Now that we know how to make the most of the cores we reserved, how can we scale up further? One of the major benefits of the HPCC is the fact that there are plenty of different nodes for you to run your code on! With just a few changes to the future setup, we can transition from a “multicore” to “multinode” setup.

The cluster backend

To use the cluster backend, you need a list of nodes you can access through SSH. Usually, you would submit a SLURM job requesting multiple nodes and use these, but we will save that for a future section.

For now, we’ll practice by using some development nodes.

Copy src/test_sqrt_multisession.R to src/test_sqrt_cluster.R, and replace the plan line with the following:

R

hostnames <- c("dev-amd20", "dev-intel18")
plan(cluster, workers = hostnames)

When we run the code, we get:

OUTPUT

Error: there is no package called 'doFuture'

Hmm, something went wrong. It turns out that future isn’t always sure what’s available on the hosts we pass it to build the cluster with.

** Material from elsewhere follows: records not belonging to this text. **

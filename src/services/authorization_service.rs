//! Servicio de autorización
//!
//! Resuelve el perfil del usuario autenticado y aplica las reglas de acceso
//! por empresa, rol y propiedad de los registros.

use uuid::Uuid;

use crate::middleware::auth::AuthenticatedUser;
use crate::models::{TripEntry, UserProfile, Vehicle};
use crate::repositories::Repositories;
use crate::utils::errors::{not_authorized, AppError, AppResult};

pub struct AuthorizationService<'a> {
    repositories: &'a Repositories,
}

impl<'a> AuthorizationService<'a> {
    pub fn new(repositories: &'a Repositories) -> Self {
        Self { repositories }
    }

    /// Perfil del usuario autenticado
    pub async fn profile_of(&self, user: &AuthenticatedUser) -> AppResult<UserProfile> {
        self.repositories
            .profiles
            .find_by_user(user.user_id)
            .await?
            .ok_or_else(|| AppError::NotFound("User profile not found".to_string()))
    }

    /// Perfil de un admin junto con la empresa que administra
    pub async fn admin_of(&self, user: &AuthenticatedUser) -> AppResult<(UserProfile, Uuid)> {
        let profile = self.profile_of(user).await?;
        let company_id = profile.admin_company().ok_or_else(not_authorized)?;
        Ok((profile, company_id))
    }

    /// Perfil de un miembro de cualquier empresa
    pub async fn member_of(&self, user: &AuthenticatedUser) -> AppResult<(UserProfile, Uuid)> {
        let profile = self.profile_of(user).await?;
        let company_id = profile
            .company_id
            .ok_or_else(|| AppError::NotFound("Company not found".to_string()))?;
        Ok((profile, company_id))
    }

    /// Vehículo de la empresa administrada; `None` y ajeno se tratan igual
    pub async fn company_vehicle(&self, company_id: Uuid, vehicle_id: Uuid) -> AppResult<Vehicle> {
        self.repositories
            .vehicles
            .find_by_id(vehicle_id)
            .await?
            .filter(|vehicle| vehicle.company_id == company_id)
            .ok_or_else(|| AppError::NotFound("Vehicle not found".to_string()))
    }

    /// Admin de su empresa, asignado al vehículo, o vehículo público de su empresa
    pub async fn can_drive(&self, profile: &UserProfile, vehicle: &Vehicle) -> AppResult<bool> {
        if profile.admin_company() == Some(vehicle.company_id) {
            return Ok(true);
        }
        if vehicle.is_open_to(profile.company_id) {
            return Ok(true);
        }
        if profile.company_id != Some(vehicle.company_id) {
            return Ok(false);
        }
        self.repositories
            .assignments
            .exists(profile.id, vehicle.id)
            .await
    }

    /// Viaje accesible para el perfil: propio o de la empresa que administra
    pub async fn accessible_trip(&self, profile: &UserProfile, trip_id: Uuid) -> AppResult<TripEntry> {
        let trip = self
            .repositories
            .trips
            .find_by_id(trip_id)
            .await?
            .ok_or_else(|| AppError::NotFound("Trip not found".to_string()))?;

        if can_access_trip(profile, &trip) {
            Ok(trip)
        } else {
            Err(not_authorized())
        }
    }
}

pub fn can_access_trip(profile: &UserProfile, trip: &TripEntry) -> bool {
    trip.profile_id == profile.id || profile.admin_company() == Some(trip.company_id)
}
use axum::{
    extract::{Path, State},
    http::StatusCode,
    routing::{delete, get, post},
    Extension, Json, Router,
};
use uuid::Uuid;

use crate::controllers::VehicleController;
use crate::dto::vehicle_dto::{AssignVehicleRequest, CreateVehicleRequest, UpdateVehicleRequest};
use crate::dto::ApiResponse;
use crate::middleware::AuthenticatedUser;
use crate::models::{Vehicle, VehicleAssignment};
use crate::state::AppState;
use crate::utils::errors::AppResult;

pub fn create_vehicle_router() -> Router<AppState> {
    Router::new()
        .route("/", get(list_vehicles).post(create_vehicle))
        .route("/assigned", get(list_assigned_vehicles))
        .route(
            "/:id",
            get(get_vehicle).put(update_vehicle).delete(delete_vehicle),
        )
        .route("/:id/assignments", post(assign_vehicle))
        .route("/:id/assignments/:profile_id", delete(unassign_vehicle))
}

async fn list_vehicles(
    State(state): State<AppState>,
    Extension(user): Extension<AuthenticatedUser>,
) -> AppResult<Json<Vec<Vehicle>>> {
    let vehicles = VehicleController::new(&state).list(&user).await?;
    Ok(Json(vehicles))
}

async fn list_assigned_vehicles(
    State(state): State<AppState>,
    Extension(user): Extension<AuthenticatedUser>,
) -> AppResult<Json<Vec<Vehicle>>> {
    let vehicles = VehicleController::new(&state).assigned(&user).await?;
    Ok(Json(vehicles))
}

async fn get_vehicle(
    State(state): State<AppState>,
    Extension(user): Extension<AuthenticatedUser>,
    Path(id): Path<Uuid>,
) -> AppResult<Json<Vehicle>> {
    let vehicle = VehicleController::new(&state).get(&user, id).await?;
    Ok(Json(vehicle))
}

async fn create_vehicle(
    State(state): State<AppState>,
    Extension(user): Extension<AuthenticatedUser>,
    Json(request): Json<CreateVehicleRequest>,
) -> AppResult<(StatusCode, Json<ApiResponse<Vehicle>>)> {
    let response = VehicleController::new(&state).create(&user, request).await?;
    Ok((StatusCode::CREATED, Json(response)))
}

async fn update_vehicle(
    State(state): State<AppState>,
    Extension(user): Extension<AuthenticatedUser>,
    Path(id): Path<Uuid>,
    Json(request): Json<UpdateVehicleRequest>,
) -> AppResult<Json<ApiResponse<Vehicle>>> {
    let response = VehicleController::new(&state).update(&user, id, request).await?;
    Ok(Json(response))
}

async fn delete_vehicle(
    State(state): State<AppState>,
    Extension(user): Extension<AuthenticatedUser>,
    Path(id): Path<Uuid>,
) -> AppResult<Json<ApiResponse<()>>> {
    let response = VehicleController::new(&state).delete(&user, id).await?;
    Ok(Json(response))
}

async fn assign_vehicle(
    State(state): State<AppState>,
    Extension(user): Extension<AuthenticatedUser>,
    Path(id): Path<Uuid>,
    Json(request): Json<AssignVehicleRequest>,
) -> AppResult<(StatusCode, Json<ApiResponse<VehicleAssignment>>)> {
    let response = VehicleController::new(&state).assign(&user, id, request).await?;
    Ok((StatusCode::CREATED, Json(response)))
}

async fn unassign_vehicle(
    State(state): State<AppState>,
    Extension(user): Extension<AuthenticatedUser>,
    Path((id, profile_id)): Path<(Uuid, Uuid)>,
) -> AppResult<Json<ApiResponse<()>>> {
    let response = VehicleController::new(&state)
        .unassign(&user, id, profile_id)
        .await?;
    Ok(Json(response))
}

We have to tell it what library path to use, and that it should set the working directory on each node to our current working directory.

R

hostnames <- c("dev-amd20", "dev-intel18")
wd <- getwd()
setwd_cmd <- cat("setwd('", wd, "')", sep = "")
plan(cluster, workers = hostnames,
     rscript_libs = .libPaths(),
     rscript_startup = setwd_cmd)

Now let’s run again:

OUTPUT

setwd('/mnt/ufs18/home-237/k0068027/r_workshop')   user  system elapsed
  0.233   0.044   2.769 

The output is a little wonky because it runs the rscript_startup command, but we were still able to save some time!

The batchtools_slurm backend

As we saw, using cluster plan can be tricky to get right. A much easier way to advantage of multiple nodes is to use the batchtools.slurm backend. This allows us to submit SLURM jobs for each iteration of our for loop. The HPCC scheduler will then control where and when these jobs run, rather than you needing to provide that information ahead of time.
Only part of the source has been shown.